With the slowly diminishing importance of Oil in the 21st century, Nigeria as a nation is walking on a thin line due to its over-dependence on oil to boost its economy. In 2016, the economic recession caused by the drop in oil price signified this notion, signaling to the Nigerian government and its people that for Nigeria to have a future, it would have to diversify its economy. Although the Government has put programmes and measures in place to encourage citizens to adopt farming, the barrier of entry, effort, and experience needed to start a farm still discourages people.
Here with us today Is Debola Oloko to discuss how she is bridging the gap between farming and the expertise required to make it profitable.
What is your background and where have you worked previously?
My name is Adebola Oloko a co-founder of Farm Right and the CEO of Boloks Resources. I got a bachelor’s degree in plant breeding & seed technology and an MBA in Agribusiness from the Federal University of Agriculture, Abeokuta. During my studies, I was exposed to the benefits of having a career in agriculture and I began to realise that the agriculture industry in Nigeria still had untapped potential.
As a graduate, my desire to explore and gain valuable insights in Nigeria’s agriculture scene saw me take my first job at Adoyemi Resources Nigeria Limited, a poultry, and feed milling company in 2006. I initially started as a manager and rose through the ranks to become a Managing Director. Working at Adoyemi actually prepared me for venturing out on my own as an entrepreneur. With the knowledge that I had gained, I decided to start a plantain plantation because who doesn’t like plantain!
In 2010, I established my first plantation and as the demand for my products increased, I established more plantations and a processing plant at different locations.

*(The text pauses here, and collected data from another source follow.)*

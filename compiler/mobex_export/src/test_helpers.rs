//! Shared fixtures for the export tests. Only compiled in test builds.

use std::rc::Rc;

use mobex_ir::{
    AttributeKind, ClassType, Function, Graph, GraphBuilder, Module, Object, SourceRange, Tensor,
    TypeId, TypePool, Value,
};

/// Attach a graph method to `class` and return it.
pub(crate) fn add_method(
    pool: &mut TypePool,
    class: TypeId,
    name: &str,
    graph: Graph,
) -> Rc<Function> {
    let owner = pool.class(class).expect("class").name.qualified_name();
    let function = Rc::new(Function::graph(format!("{owner}.{name}").as_str(), graph));
    pool.class_mut(class)
        .expect("class")
        .methods
        .push(Rc::clone(&function));
    function
}

/// `forward(self, x) = aten::add.Tensor(x, self.weight, 1)`
pub(crate) fn add_forward(class: TypeId) -> Graph {
    let mut b = GraphBuilder::new();
    let this = b.input(class, "self");
    let x = b.input(TypeId::TENSOR, "x");
    let weight = b.get_attr(this, "weight", TypeId::TENSOR);
    let alpha = b.constant(1i64, TypeId::INT);
    let y = b.op("aten::add", "Tensor", &[x, weight, alpha], TypeId::TENSOR);
    b.finish(&[y])
}

/// `Model { weight: [1.0, 2.0] }` with the [`add_forward`] method.
pub(crate) fn simple_module() -> Module {
    let mut pool = TypePool::new();
    let model = pool.add_class(ClassType::module("__torch__.Model").with_attribute(
        "weight",
        TypeId::TENSOR,
        AttributeKind::Parameter,
    ));
    add_method(&mut pool, model, "forward", add_forward(model));
    let weight = Value::from(Tensor::new(&[2], &[1.0f32, 2.0]));
    Module::new(pool, Object::new(model, vec![weight])).expect("module")
}

/// `Model { weight }` whose forward divides `x` by a tensor literal that
/// shares storage with the weight, at `model.py:4:8`.
pub(crate) fn dividing_module() -> Module {
    let mut pool = TypePool::new();
    let model = pool.add_class(ClassType::module("__torch__.Model").with_attribute(
        "weight",
        TypeId::TENSOR,
        AttributeKind::Parameter,
    ));
    let weight = Tensor::new(&[2], &[1.0f32, 2.0]);

    let mut b = GraphBuilder::new();
    b.input(model, "self");
    let x = b.input(TypeId::TENSOR, "x");
    let scale = b.constant(weight.clone(), TypeId::TENSOR);
    b.at(SourceRange::new("model.py", 4, 8));
    let y = b.op("aten::div", "Tensor", &[x, scale], TypeId::TENSOR);
    add_method(&mut pool, model, "forward", b.finish(&[y]));

    Module::new(pool, Object::new(model, vec![Value::from(weight)])).expect("module")
}

/// `Model { a: Layer, b: Layer }` where the two `Layer` classes are distinct
/// types that share the qualified name `__torch__.Layer`.
pub(crate) fn colliding_module() -> Module {
    let mut pool = TypePool::new();
    let first = pool.add_class(ClassType::module("__torch__.Layer"));
    let second = pool.add_class(ClassType::module("__torch__.Layer"));
    let model = pool.add_class(
        ClassType::module("__torch__.Model")
            .with_attribute("a", first, AttributeKind::Module)
            .with_attribute("b", second, AttributeKind::Module),
    );

    for layer in [first, second] {
        let mut b = GraphBuilder::new();
        b.input(layer, "self");
        let x = b.input(TypeId::TENSOR, "x");
        let y = b.op("aten::relu", "", &[x], TypeId::TENSOR);
        add_method(&mut pool, layer, "forward", b.finish(&[y]));
    }

    let mut b = GraphBuilder::new();
    let this = b.input(model, "self");
    let x = b.input(TypeId::TENSOR, "x");
    let a = b.get_attr(this, "a", first);
    let h = b.call_method(a, "forward", &[x], TypeId::TENSOR);
    let second_layer = b.get_attr(this, "b", second);
    let y = b.call_method(second_layer, "forward", &[h], TypeId::TENSOR);
    add_method(&mut pool, model, "forward", b.finish(&[y]));

    let slots = vec![
        Value::object(Object::new(first, Vec::new())),
        Value::object(Object::new(second, Vec::new())),
    ];
    Module::new(pool, Object::new(model, slots)).expect("module")
}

In your own words, what is farm right?
Farm right is me replicating my passion for agriculture in other people. It is a vision that encapsulates wealth creation, food security, poverty alleviation and showcasing Nigeria to the world as a major hub for plantain farming.
How did Farm right start?
The Idea for Farm Right came about because of the decay in the value system of plantain and generally in Nigeria. While I was able to leverage my experience in the Agricultural industry to ensure my plantations were profitable, other farmers around me had low yields and post-harvest wastage due to poor storage conditions, logistics and looking for buyers. I along with the other co-founders wanted to create a system where people without agricultural knowledge could still farm and generate profits. After multiple sessions of brainstorming to create the ideal framework, Farm Right officially commenced in November 2017 with 7 investors.
What struggles did you face when starting the business?
The major challenge was getting the right climate and soil type for the plantations. Despite our expertise in plantain farming, it took about two years to get the perfect location because we were going to farm at a much larger scale. Funding was another challenge hence we had to form partnerships to ensure that the business would be a success. Poor infrastructure and government support was also an issue that hindered seamless progress.
Who has been the biggest influence in your life and why?
I have a lot of people who have positively influenced my life but the biggest would be my family and close friends. They are a strong support group who were a daily source of inspiration and motivation. All the values that I uphold are as a result of their support and I am truly thankful to have them in my life.
How would your friends and family describe you?
The first thing they would most likely say is that I work too much. They would also say that I am a reserved and very caring person who always gets things done.
What do you do outside of work?
When I’m not busy, I spend quality time with my family and friends. As a wife and mother, I believe that you need to spend time with the people that are important to you. Other than that, I attend programmes at my local church.
What is your favourite Nigerian dish?
Ofada rice with ofada sauce. I can never get tired of eating Ofada rice.
How do you view Nigeria’s farming industry and what do you think is the best way to solve its major issues?
Nigeria’s farming industry is still emerging but the environment is not really enabling and the government intervention programs are not readily accessible. I would say that the most important thing that the government can do to make an immediate impact would be to improve transparency in their programmes and to create a network of buyers so that farmers would only need to worry about producing their crops.
What do you think of other solutions leveraging tech to improving the farming industry in Nigeria?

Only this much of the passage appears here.